Flamingo Gardens South Florida’s Tropical Sanctuary

It’s not often that you’re able to find a serene escape in the midst of a city. For South Florida, Flamingo Gardens has been this for almost a century. Flamingo Gardens started as a citrus orchard, founded by the Wray family in 1927. The grove used to be a chain of islands surrounded by the everglades. It was a 2000-acre research botanical garden that obtained plants from around the world through a program with the Federal Department of Agriculture.

Today, one of Flamingo Gardens’ most unique attributes is its Everglades Wildlife Sanctuary, which holds the largest collection of Florida native species. The sanctuary provides a safe home to animals who are permanently injured or cannot be released into the wild. Most of the animals have been imprinted with humans, meaning they see humans as a source of food rather than a threat.

“So, we give them a home here,” explained Keith M. Clark, Executive Director of Flamingo Gardens. Its botanical gardens are equally distinguished for their display of more than 3,000 tropical, subtropical, and native Florida species of plants.
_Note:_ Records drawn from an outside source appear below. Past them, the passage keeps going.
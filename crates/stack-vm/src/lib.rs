//! A small stack-based bytecode virtual machine.
//!
//! A [`Machine`] holds a registry of instructions. It assembles
//! line-oriented text into [`Code`] and runs that code against an
//! operand stack, producing the value left on top of the stack and the
//! text written by the program.
//!
//! ```
//! use stack_vm::{Machine, NullIO};
//!
//! let machine = Machine::new(false);
//! let code = machine.assemble("LOAD_CONST 3\nLOAD_CONST 4\nADD\nEXIT").unwrap();
//! let result = machine.run_with_io(&code, &mut NullIO).unwrap();
//! assert_eq!(result.value, 7);
//! ```

#![cfg_attr(docsrs, feature(doc_cfg))]
#![cfg_attr(not(any(test, doctest, feature = "std")), no_std)]
#![warn(missing_docs)]

mod assembler;
mod code;
mod error;
mod instructions;
mod io;
mod machine;
mod registry;
mod stack;
mod tests;

pub use code::*;
pub use error::*;
pub use io::*;
pub use machine::*;
pub use registry::*;
pub use stack::*;

/// Creates a [`Machine`] with the built-in instruction set.
pub fn create_vm(debug: bool) -> Machine {
    Machine::new(debug)
}
//! The built-in instruction set.
//!
//! Instructions are registered in table order, so their ids are
//! stable: `PRINT` is 0, `WRITE_CHAR` is 12.

extern crate alloc;

use alloc::string::ToString as _;

use crate::{
    error::MachineErrorType,
    machine::{MachineStatus, RunState},
    registry::InstructionRegistry,
    stack::Stack,
};

type ActionResult = Result<MachineStatus, MachineErrorType>;

/// Names and actions of the built-in instructions, in id order.
pub(crate) const BUILTINS: &[(&str, fn(&mut RunState<'_>, i64) -> ActionResult)] = &[
    ("PRINT", print),
    ("LOAD_CONST", load_const),
    ("EXIT", exit),
    ("POP", pop),
    ("ADD", add),
    ("DIV", div),
    ("EQ", eq),
    ("NEQ", neq),
    ("DUP", dup),
    ("JMP", jmp),
    ("JMPZ", jmpz),
    ("WRITE", write),
    ("WRITE_CHAR", write_char),
];

pub(crate) fn register_builtins(registry: &mut InstructionRegistry) {
    for &(name, action) in BUILTINS {
        let registered = registry.register(name, action);
        debug_assert!(registered.is_ok(), "duplicate builtin `{name}`");
    }
}

fn print(rs: &mut RunState<'_>, _: i64) -> ActionResult {
    let tos = rs.stack.peek()?;
    rs.io().print(tos);
    Ok(MachineStatus::Executing)
}

fn load_const(rs: &mut RunState<'_>, arg: i64) -> ActionResult {
    rs.stack.push(arg);
    Ok(MachineStatus::Executing)
}

fn exit(rs: &mut RunState<'_>, _: i64) -> ActionResult {
    rs.stack.require(1)?;
    Ok(MachineStatus::Exited)
}

fn pop(rs: &mut RunState<'_>, _: i64) -> ActionResult {
    rs.stack.pop()?;
    Ok(MachineStatus::Executing)
}

fn add(rs: &mut RunState<'_>, _: i64) -> ActionResult {
    let (tos1, tos) = rs.stack.pop_pair()?;
    rs.stack.push(tos1.wrapping_add(tos));
    Ok(MachineStatus::Executing)
}

fn div(rs: &mut RunState<'_>, _: i64) -> ActionResult {
    rs.stack.require(2)?;
    if rs.stack.peek()? == 0 {
        return Err(MachineErrorType::DivByZero);
    }
    let (tos1, tos) = rs.stack.pop_pair()?;
    // Only i64::MIN / -1 wraps.
    rs.stack.push(tos1.wrapping_div(tos));
    Ok(MachineStatus::Executing)
}

fn eq(rs: &mut RunState<'_>, _: i64) -> ActionResult {
    let (tos1, tos) = rs.stack.pop_pair()?;
    rs.stack.push(i64::from(tos1 == tos));
    Ok(MachineStatus::Executing)
}

fn neq(rs: &mut RunState<'_>, _: i64) -> ActionResult {
    let (tos1, tos) = rs.stack.pop_pair()?;
    rs.stack.push(i64::from(tos1 != tos));
    Ok(MachineStatus::Executing)
}

fn dup(rs: &mut RunState<'_>, _: i64) -> ActionResult {
    let tos = rs.stack.peek()?;
    rs.stack.push(tos);
    Ok(MachineStatus::Executing)
}

fn jmp(rs: &mut RunState<'_>, arg: i64) -> ActionResult {
    rs.jump(arg);
    Ok(MachineStatus::Executing)
}

fn jmpz(rs: &mut RunState<'_>, arg: i64) -> ActionResult {
    if rs.stack.pop()? == 0 {
        rs.jump(arg);
    }
    Ok(MachineStatus::Executing)
}

fn write(rs: &mut RunState<'_>, _: i64) -> ActionResult {
    let tos = rs.stack.peek()?;
    rs.write_output(&tos.to_string());
    Ok(MachineStatus::Executing)
}

fn write_char(rs: &mut RunState<'_>, _: i64) -> ActionResult {
    let tos = rs.stack.peek()?;
    let c = u32::try_from(tos)
        .ok()
        .and_then(char::from_u32)
        .unwrap_or(char::REPLACEMENT_CHARACTER);
    rs.write_char(c);
    Ok(MachineStatus::Executing)
}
Since its inception, Flamingo Gardens has been interacting with its surrounding community. In the early 20th century, the Wray family would host annual barbecues, and today this legacy has continued through events such as the Bonsai Festival and Flamingo Fest. Its most popular event tends to be the annual Orchid Festival. However, it hosts uniquely delightful events all year. In the summer, it hosts up to 30,000 school children in summer programs. The fall brings harvest festivals with different costume themes and the winter brings the annual Garden of Lights showcase.
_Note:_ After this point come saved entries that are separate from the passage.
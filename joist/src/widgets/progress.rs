//! Progress indicator state.

use std::sync::atomic::{AtomicBool, Ordering};
use std::sync::{Arc, RwLock};

use serde::{Deserialize, Serialize};

use crate::error::ConfigError;
use crate::render::{RenderHandle, RenderSender, RenderSource, SourceKind};
use crate::widgets::RangeConfig;

/// Where a task stands.
#[derive(Debug, Clone, Copy, PartialEq, Eq, Serialize, Deserialize)]
#[serde(rename_all = "kebab-case")]
pub enum ProgressStatus {
    /// No value; the amount of work is unknown.
    Indeterminate,
    Progressing,
    Complete,
}

/// Snapshot for the attribute layer.
#[derive(Debug, Clone, Copy, PartialEq, Serialize)]
pub struct ProgressSnapshot {
    pub value: Option<f64>,
    pub min: f64,
    pub max: f64,
    pub status: ProgressStatus,
    pub percent: Option<f64>,
}

/// Progress of a task. `None` means indeterminate.
///
/// Cloning shares the value.
#[derive(Debug, Clone)]
pub struct Progress {
    range: RangeConfig,
    value: Arc<RwLock<Option<f64>>>,
    dirty: Arc<AtomicBool>,
    render: RenderHandle,
}

impl Progress {
    /// Create a progress indicator. The value is clamped into `range`.
    pub fn new(range: RangeConfig, value: Option<f64>) -> Result<Self, ConfigError> {
        range.validate()?;
        Ok(Self {
            range,
            value: Arc::new(RwLock::new(value.map(|v| range.clamp(v)))),
            dirty: Arc::new(AtomicBool::new(false)),
            render: RenderHandle::new(SourceKind::Progress),
        })
    }

    /// Indeterminate progress over 0 to 100.
    pub fn indeterminate() -> Self {
        Self {
            range: RangeConfig::default(),
            value: Arc::new(RwLock::new(None)),
            dirty: Arc::new(AtomicBool::new(false)),
            render: RenderHandle::new(SourceKind::Progress),
        }
    }

    pub fn range(&self) -> RangeConfig {
        self.range
    }

    pub fn value(&self) -> Option<f64> {
        *self
            .value
            .read()
            .unwrap_or_else(|poisoned| poisoned.into_inner())
    }

    pub fn status(&self) -> ProgressStatus {
        match self.value() {
            None => ProgressStatus::Indeterminate,
            Some(v) if v >= self.range.max => ProgressStatus::Complete,
            Some(_) => ProgressStatus::Progressing,
        }
    }

    /// Percentage complete, or `None` when indeterminate.
    pub fn percent(&self) -> Option<f64> {
        self.value().map(|v| self.range.percent(v))
    }

    /// Update the value. Returns whether it changed.
    pub fn set_value(&self, value: Option<f64>) -> bool {
        let next = value.map(|v| self.range.clamp(v));
        let Ok(mut guard) = self.value.write() else {
            return false;
        };
        if *guard == next {
            return false;
        }
        *guard = next;
        drop(guard);
        self.dirty.store(true, Ordering::SeqCst);
        self.render.request();
        true
    }

    pub fn snapshot(&self) -> ProgressSnapshot {
        ProgressSnapshot {
            value: self.value(),
            min: self.range.min,
            max: self.range.max,
            status: self.status(),
            percent: self.percent(),
        }
    }

    pub fn install_render(&self, sender: RenderSender) {
        self.render.install(sender);
    }

    pub fn render_source(&self) -> RenderSource {
        self.render.source()
    }

    pub fn is_dirty(&self) -> bool {
        self.dirty.load(Ordering::SeqCst)
    }

    pub fn clear_dirty(&self) {
        self.dirty.store(false, Ordering::SeqCst);
    }
}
Unfortunately, most special events have been cancelled due to the COVID-19 pandemic. However, families looking for a safe outing should consider Flamingo Gardens as an ideal outdoors option

Flamingo Gardens has committed to following all CDC guidelines and allows only 100 visitors per hour, meaning its 60-plus acres of land are only at 12% capacity. While animal-encounter shows are temporarily cancelled, the botanical garden and Wray Home Museum remain open.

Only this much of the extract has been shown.